Istnieją pułapki, w które możemy wpaść po podjęciu niewłaściwych wyborów. Oprócz jakiegoś załamania, borykania się z konsekwencjami, pojawić się może też zbyt przesadzona ostrożność w podejmowaniu kolejnych wyborów, czyli tzw. zachowawczość, lub brak podejmowania jakichkolwiek wyborów.

Wielu zastanawia się, czy rzeczywiście istnieją złe wybory, czy wybór to po prostu wybór i cel osiągniemy, prędzej czy później. Można szukać wielu i bardzo różnych wyjaśnień. Trzeba mieć jednak odwagę kreowania swojego życia – a więc mieć zasady i dokonywać konkretne wybory. Możemy zyskać pewność w dokonywaniu wyborów, gdy coraz mocniej będziemy poznawali wolę Boga – Jego plan wobec naszego życia.

Podejmują się jakichkolwiek wyborów, potrzebujemy bardzo mocnego, duchowego rozeznania. Duchowość daje każdemu człowiekowi mocny fundament, na którym rzeczywiście można zbudować wielkie rzeczy. Duchowy fundament daje nam właściwą podstawę do budowania swojej codzienności, na bazie właściwych wyborów i decyzji.

Kiedy pojawiają się trudności i konsekwencje naszych wyborów, często wpadamy w sytuację, kiedy zastanawiamy się nad tym, co by było gdyby… Rozdrapujemy niepotrzebnie przeszłość, a zaniedbujemy teraźniejszość. Te różne wyobrażenia sprawiają, że częściej wracamy do przeszłości, zamiast chwytać w garść teraźniejszość.

Każdy wybór, czy przyniesie owoce, czy konsekwencje, jest niezwykłą lekcją. Niezależnie do wyniku, otrzymujemy doświadczenia, które pomagają nam coś zrozumieć. Każdy wybór z kolei, powinien być mądrą konsekwencją procesu odkrywania planu Boga względem nas.

Oczywiście jeśli to możliwe, powinniśmy naprawić to, co stało się błędem. Może to przypominać podróż samochodem. Kiedy pomylimy trasę, najłatwiejszym sposobem powrócenia na właściwą drogę, jest dotarcie do punktu, w którym mieliśmy pewność o właściwym wyborze naszej drogi. To właśnie od tego punktu możemy zastanowić się nad dalszym przebiegiem naszej życiowej drogi. Z każdej opresji można wyjść, znaleźć jakieś rozwiązanie.

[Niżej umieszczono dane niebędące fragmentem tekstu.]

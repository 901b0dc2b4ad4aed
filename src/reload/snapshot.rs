//! Declarative logger configuration, as carried by the `logs` config cell

use crate::core::LogLevel;
use serde::{Deserialize, Serialize};
use std::collections::BTreeMap;
use std::path::PathBuf;

/// One appender descriptor
#[derive(Debug, Clone, Default, PartialEq, Eq, Serialize, Deserialize)]
pub struct AppenderConfig {
    /// Kind registered in the appender factory, e.g. `console` or `file`
    #[serde(rename = "type")]
    pub kind: String,

    #[serde(default, skip_serializing_if = "Option::is_none")]
    pub level: Option<LogLevel>,

    /// Explicit pattern for this appender only
    #[serde(default, skip_serializing_if = "Option::is_none")]
    pub formatter: Option<String>,

    /// Target path; required by `file` appenders
    #[serde(default, skip_serializing_if = "Option::is_none")]
    pub file: Option<PathBuf>,
}

impl AppenderConfig {
    pub fn console() -> Self {
        Self {
            kind: "console".to_string(),
            ..Self::default()
        }
    }

    pub fn file(path: impl Into<PathBuf>) -> Self {
        Self {
            kind: "file".to_string(),
            file: Some(path.into()),
            ..Self::default()
        }
    }

    #[must_use]
    pub fn with_level(mut self, level: LogLevel) -> Self {
        self.level = Some(level);
        self
    }

    #[must_use]
    pub fn with_formatter(mut self, pattern: impl Into<String>) -> Self {
        self.formatter = Some(pattern.into());
        self
    }
}

/// Desired state of one named logger
#[derive(Debug, Clone, PartialEq, Eq, Serialize, Deserialize)]
pub struct LoggerConfig {
    pub name: String,

    pub level: LogLevel,

    #[serde(default, skip_serializing_if = "Option::is_none")]
    pub formatter: Option<String>,

    #[serde(default, skip_serializing_if = "Vec::is_empty")]
    pub appenders: Vec<AppenderConfig>,
}

impl LoggerConfig {
    pub fn new(name: impl Into<String>, level: LogLevel) -> Self {
        Self {
            name: name.into(),
            level,
            formatter: None,
            appenders: Vec::new(),
        }
    }

    #[must_use]
    pub fn with_formatter(mut self, pattern: impl Into<String>) -> Self {
        self.formatter = Some(pattern.into());
        self
    }

    #[must_use]
    pub fn with_appender(mut self, appender: AppenderConfig) -> Self {
        self.appenders.push(appender);
        self
    }
}

/// Logger snapshots keyed by name.
///
/// Serialized as a sequence; when a sequence names the same logger twice the
/// first entry wins.
#[derive(Debug, Clone, Default, PartialEq, Eq, Serialize, Deserialize)]
#[serde(from = "Vec<LoggerConfig>", into = "Vec<LoggerConfig>")]
pub struct LoggerConfigSet(BTreeMap<String, LoggerConfig>);

impl LoggerConfigSet {
    pub fn new() -> Self {
        Self::default()
    }

    /// Add `config` unless a logger of the same name is already present
    pub fn insert(&mut self, config: LoggerConfig) -> bool {
        if self.0.contains_key(&config.name) {
            return false;
        }
        self.0.insert(config.name.clone(), config);
        true
    }

    pub fn get(&self, name: &str) -> Option<&LoggerConfig> {
        self.0.get(name)
    }

    pub fn contains(&self, name: &str) -> bool {
        self.0.contains_key(name)
    }

    pub fn len(&self) -> usize {
        self.0.len()
    }

    pub fn is_empty(&self) -> bool {
        self.0.is_empty()
    }

    /// Snapshots in name order
    pub fn iter(&self) -> impl Iterator<Item = &LoggerConfig> {
        self.0.values()
    }
}

impl From<Vec<LoggerConfig>> for LoggerConfigSet {
    fn from(configs: Vec<LoggerConfig>) -> Self {
        let mut set = Self::new();
        for config in configs {
            set.insert(config);
        }
        set
    }
}

impl From<LoggerConfigSet> for Vec<LoggerConfig> {
    fn from(set: LoggerConfigSet) -> Self {
        set.0.into_values().collect()
    }
}

impl FromIterator<LoggerConfig> for LoggerConfigSet {
    fn from_iter<I: IntoIterator<Item = LoggerConfig>>(iter: I) -> Self {
        Self::from(iter.into_iter().collect::<Vec<_>>())
    }
}
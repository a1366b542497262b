//! Retry executor.
//!
//! Runs an operation against a fresh connection per attempt. Transport
//! failures are retried after a fixed backoff until the attempt bound is
//! reached; the final attempt's error is returned as-is. Every other
//! error stops the loop immediately.
//!
//! The daemon is often still starting when the first callers arrive at
//! boot, which is why the default bound is generous (35 × 1 s).

use core::time::Duration;

use log::{error, warn};

use crate::config::{ClientConfig, DEFAULT_ATTEMPTS, DEFAULT_BACKOFF_MS};
use crate::error::Result;

use super::connection::{Connection, Connector};

/// Attempt bound and backoff.
#[derive(Debug, Clone, Copy, PartialEq, Eq)]
pub struct RetryPolicy {
    attempts: u32,
    backoff: Duration,
}

impl Default for RetryPolicy {
    fn default() -> Self {
        Self::new(DEFAULT_ATTEMPTS, Duration::from_millis(DEFAULT_BACKOFF_MS))
    }
}

impl RetryPolicy {
    /// `attempts` below 1 is raised to 1.
    pub fn new(attempts: u32, backoff: Duration) -> Self {
        Self {
            attempts: attempts.max(1),
            backoff,
        }
    }

    pub fn from_config(config: &ClientConfig) -> Self {
        Self::new(config.attempts, config.backoff())
    }

    pub fn with_attempts(self, attempts: u32) -> Self {
        Self::new(attempts, self.backoff)
    }

    pub fn attempts(&self) -> u32 {
        self.attempts
    }

    pub fn backoff(&self) -> Duration {
        self.backoff
    }
}

/// Blocking pause between attempts.
pub trait Sleeper {
    fn sleep(&mut self, duration: Duration);
}

/// Sleeps the calling thread.
#[derive(Debug, Default, Clone, Copy)]
pub struct ThreadSleeper;

impl Sleeper for ThreadSleeper {
    fn sleep(&mut self, duration: Duration) {
        std::thread::sleep(duration);
    }
}

/// Run `op` with retries on transport failure.
///
/// The connection of a failed attempt is closed before the backoff.
pub fn thrift_try<K, S, F, T>(connector: &K, policy: &RetryPolicy, sleeper: &mut S, mut op: F) -> Result<T>
where
    K: Connector,
    S: Sleeper + ?Sized,
    F: FnMut(&mut Connection<K::Client>) -> Result<T>,
{
    let attempts = policy.attempts();
    let mut attempt = 1;
    loop {
        let outcome = connector.open().and_then(|mut conn| op(&mut conn));
        match outcome {
            Ok(value) => return Ok(value),
            Err(e) if e.is_retryable() && attempt < attempts => {
                warn!("RETRY | attempt {}/{} failed: {}", attempt, attempts, e);
                sleeper.sleep(policy.backoff());
                attempt += 1;
            }
            Err(e) => {
                if e.is_retryable() {
                    error!("RETRY | giving up after {} attempts: {}", attempts, e);
                }
                return Err(e);
            }
        }
    }
}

Mam może dziwną metodę. Przede wszystkim staram się nie rozdrapywać swojej przeszłości. Staram się nie powtarzać też błędów i lepiej wpływać na swoją teraźniejszość. Nie jest o może super metoda, nowatorska metoda, ale pozwala mi iść naprzód, rozpoznając wolę Bożą względem mnie.

Jak sam tytuł zdradza, może to kroś zinterpretować jako poprawność, ale tak nie jest. Jestem bardziej przekonany do tego, aby złe wybory nazwać nietrafionymi, bo myślę, że nikt o zdrowych zmysłach, nie dokonuje świadomie złych wyborów. Jeśli jest coś, czego żałujesz, co chciałbyś zmienić, zastanów się, czy warto do tego wracać, czy lepiej pójść naprzód, niosąc to doświadczenie, jako lekcję.